By Daniel Chejfec
I have worked in Jewish organizations most of my life, both in my native Argentina and in my adopted USA; and in every one of them, the leadership always asked themselves the same questions: "Why don't people understand how important it is what we are doing"?, a questions that seems logical until you start trying to go into details: Every organization is established around different issues and programs, so the "what we are doing" takes many meanings. So it turns out that every Jew who is expected to participate in an organization is pulled in many directions at the same time, but most of these directions have one thing in common: they are defined by the leadership. In other words, the leadership of most Jewish organizations are saying: "This is who we are - come and help us", and the people are choosing which, if any, they want to support. What is then wrong with the picture?

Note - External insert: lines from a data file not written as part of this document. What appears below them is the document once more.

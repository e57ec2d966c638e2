//! Error types for httprpc.
//!
//! Every failure a caller can observe maps to exactly one variant, so client
//! code can tell an encoding problem from a dead server from a handler that
//! answered with an error.

use crate::envelope::Status;
use thiserror::Error;

/// Main error type for the httprpc library.
#[derive(Debug, Error)]
pub enum RpcError {
    /// A payload could not be encoded, or decoded into the expected type.
    #[error("Serialization error: {message}")]
    Serialization {
        message: String,
        #[source]
        source: Option<serde_json::Error>,
    },

    /// The top-level envelope is structurally invalid.
    #[error("Malformed envelope: {message}")]
    MalformedEnvelope { message: String },

    /// The HTTP exchange itself failed.
    #[error("Transport error: {message}")]
    Transport {
        message: String,
        #[source]
        source: Option<reqwest::Error>,
    },

    #[error("Call cancelled before the exchange completed")]
    Cancelled,

    #[error("method {method} not found")]
    UnknownMethod { method: String },

    /// The server answered with a non-OK status. Displays the remote
    /// message verbatim.
    #[error("{message}")]
    Remote { status: Status, message: String },

    #[error("Configuration error: {message}")]
    Configuration { message: String },

    #[error("IO error: {message}")]
    Io {
        message: String,
        #[source]
        source: Option<std::io::Error>,
    },
}

/// Result type alias for httprpc operations.
pub type Result<T> = std::result::Result<T, RpcError>;

impl From<std::io::Error> for RpcError {
    fn from(err: std::io::Error) -> Self {
        RpcError::Io {
            message: err.to_string(),
            source: Some(err),
        }
    }
}

impl From<serde_json::Error> for RpcError {
    fn from(err: serde_json::Error) -> Self {
        RpcError::Serialization {
            message: err.to_string(),
            source: Some(err),
        }
    }
}

impl From<reqwest::Error> for RpcError {
    fn from(err: reqwest::Error) -> Self {
        let message = if err.is_timeout() {
            format!("request timed out: {}", err)
        } else if err.is_connect() {
            format!("connection failed: {}", err)
        } else {
            err.to_string()
        };
        RpcError::Transport {
            message,
            source: Some(err),
        }
    }
}

impl RpcError {
    pub fn malformed(message: impl Into<String>) -> Self {
        RpcError::MalformedEnvelope {
            message: message.into(),
        }
    }

    pub fn configuration(message: impl Into<String>) -> Self {
        RpcError::Configuration {
            message: message.into(),
        }
    }

    /// Envelope status used when this error crosses the wire.
    ///
    /// Only two codes exist today, so every error maps to `Status::ERROR`
    /// except a remote error, which keeps whatever the server sent.
    pub fn status(&self) -> Status {
        match self {
            RpcError::Remote { status, .. } => *status,
            _ => Status::ERROR,
        }
    }

    /// True for failures of the exchange itself, including cancellation.
    pub fn is_transport(&self) -> bool {
        matches!(self, RpcError::Transport { .. } | RpcError::Cancelled)
    }

    /// The server-provided message, if this is a remote error.
    pub fn remote_message(&self) -> Option<&str> {
        match self {
            RpcError::Remote { message, .. } => Some(message),
            _ => None,
        }
    }
}
//! Cancellation token shared between a call and whoever may abandon it.
//!
//! The client's cancellable call races the HTTP exchange against a token, and
//! the server hands each handler a token that fires when the exchange is
//! abandoned (caller disconnected, or shutdown forced past the grace period).

use tokio_util::sync::{DropGuard, WaitForCancellationFuture};

/// A cancellation token for cooperative cancellation of async operations.
///
/// Wraps [`tokio_util::sync::CancellationToken`] and adds [`check`](Self::check)
/// for code that polls instead of awaiting. Clones share state: when `cancel()`
/// is called on any clone, all clones observe it.
///
/// # Example
///
/// ```
/// use httprpc::cancel::CancellationToken;
///
/// let token = CancellationToken::new();
/// let token_clone = token.clone();
///
/// token_clone.cancel();
/// assert!(token.is_cancelled());
/// ```
#[derive(Debug, Clone, Default)]
pub struct CancellationToken(tokio_util::sync::CancellationToken);

impl CancellationToken {
    /// Create a new cancellation token.
    pub fn new() -> Self {
        Self::default()
    }

    /// Request cancellation, waking every task parked in
    /// [`cancelled`](Self::cancelled).
    pub fn cancel(&self) {
        self.0.cancel();
    }

    /// Check if cancellation has been requested.
    pub fn is_cancelled(&self) -> bool {
        self.0.is_cancelled()
    }

    /// Wait until cancellation is requested.
    ///
    /// Resolves immediately if the token is already cancelled.
    pub fn cancelled(&self) -> WaitForCancellationFuture<'_> {
        self.0.cancelled()
    }

    /// Create a child token.
    ///
    /// Cancelling the parent cancels the child; cancelling the child leaves
    /// the parent untouched.
    pub fn child_token(&self) -> Self {
        Self(self.0.child_token())
    }

    /// Check cancellation and return an error if cancelled.
    pub fn check(&self) -> Result<(), CancelledError> {
        if self.is_cancelled() {
            Err(CancelledError)
        } else {
            Ok(())
        }
    }

    /// Returns a guard that cancels this token when dropped. Call
    /// `disarm()` on the guard to let go without cancelling.
    pub fn drop_guard(&self) -> DropGuard {
        self.0.clone().drop_guard()
    }
}

impl From<tokio_util::sync::CancellationToken> for CancellationToken {
    fn from(token: tokio_util::sync::CancellationToken) -> Self {
        Self(token)
    }
}

/// Error returned when an operation is cancelled.
#[derive(Debug, Clone, Copy, PartialEq, Eq)]
pub struct CancelledError;

impl std::fmt::Display for CancelledError {
    fn fmt(&self, f: &mut std::fmt::Formatter<'_>) -> std::fmt::Result {
        write!(f, "Operation was cancelled")
    }
}

impl std::error::Error for CancelledError {}

impl From<CancelledError> for crate::error::RpcError {
    fn from(_: CancelledError) -> Self {
        crate::error::RpcError::Cancelled
    }
}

Judaism cannot be defined in just one dimension - we cannot be just "supporters of Israel" or "observant Jews" (whatever that observance is) or "students of Jewish history" or...any of the other two thousands and one causes Jews support. Being Jewish is all of the above, and it can be best defined by the term "Peoplehood", defined by the Webster's dictionary as a sense of belonging to a certain People (YES, with capital "P"); that is the sense of ownership over a common history, heritage, and culture; and that sense of ownership generates the empowerment to act on the common values emerging from that identity. Sounds complicated but it is not: If I embrace my Jewish heritage in full, I will feel empowered to use Jewish values to guide my actions.
The paragraph above sounds like a disgression but it is not. Most organizations tend to define being Jewish in narrow terms, and it is like trying to capture water with a fishing net - a lot will get passed the net and left behind...So how can we define Jewish organizations in a way that will be meaningful to the people we are trying to reach? Easy...by not defining it from the top!
Once we accept that our identity as Jews is best defined as being part of the Jewish People, we need to accept the fact that we are a diverse bunch with multiple and sometimes contradictory expectations and preferences, and what binds us together is an elusive sense of familiarity and mutual responsibility.
That being the case, if we want to have an organization that truly reflects the expectations of a Jewish community, we need to allow the community in all its complexity to define the organization, rather than the organization defining the "party line". In other words, Jewish organizations must be constructed from the grassroots up, not from the leadership down. If we provide the appropriate environment for the members of the community to express the almost endless variations of "being Jewish" while preserving the sense of familiarity, we can create a microcosmos of what the Jewish People is all about and make room for all the Jewish people - Again, this is not a typographic error; the second "people" is in lower case because it refers to a collection of individuals: Only when we approach our heritage as individuals and discover that elusive sense of familiarity that my grandfather used to call "Yiddishkeit" can we truly say that we have embraced our identity; not by renouncing who or what we are, but by integrating it in that "common space" we share as Jews.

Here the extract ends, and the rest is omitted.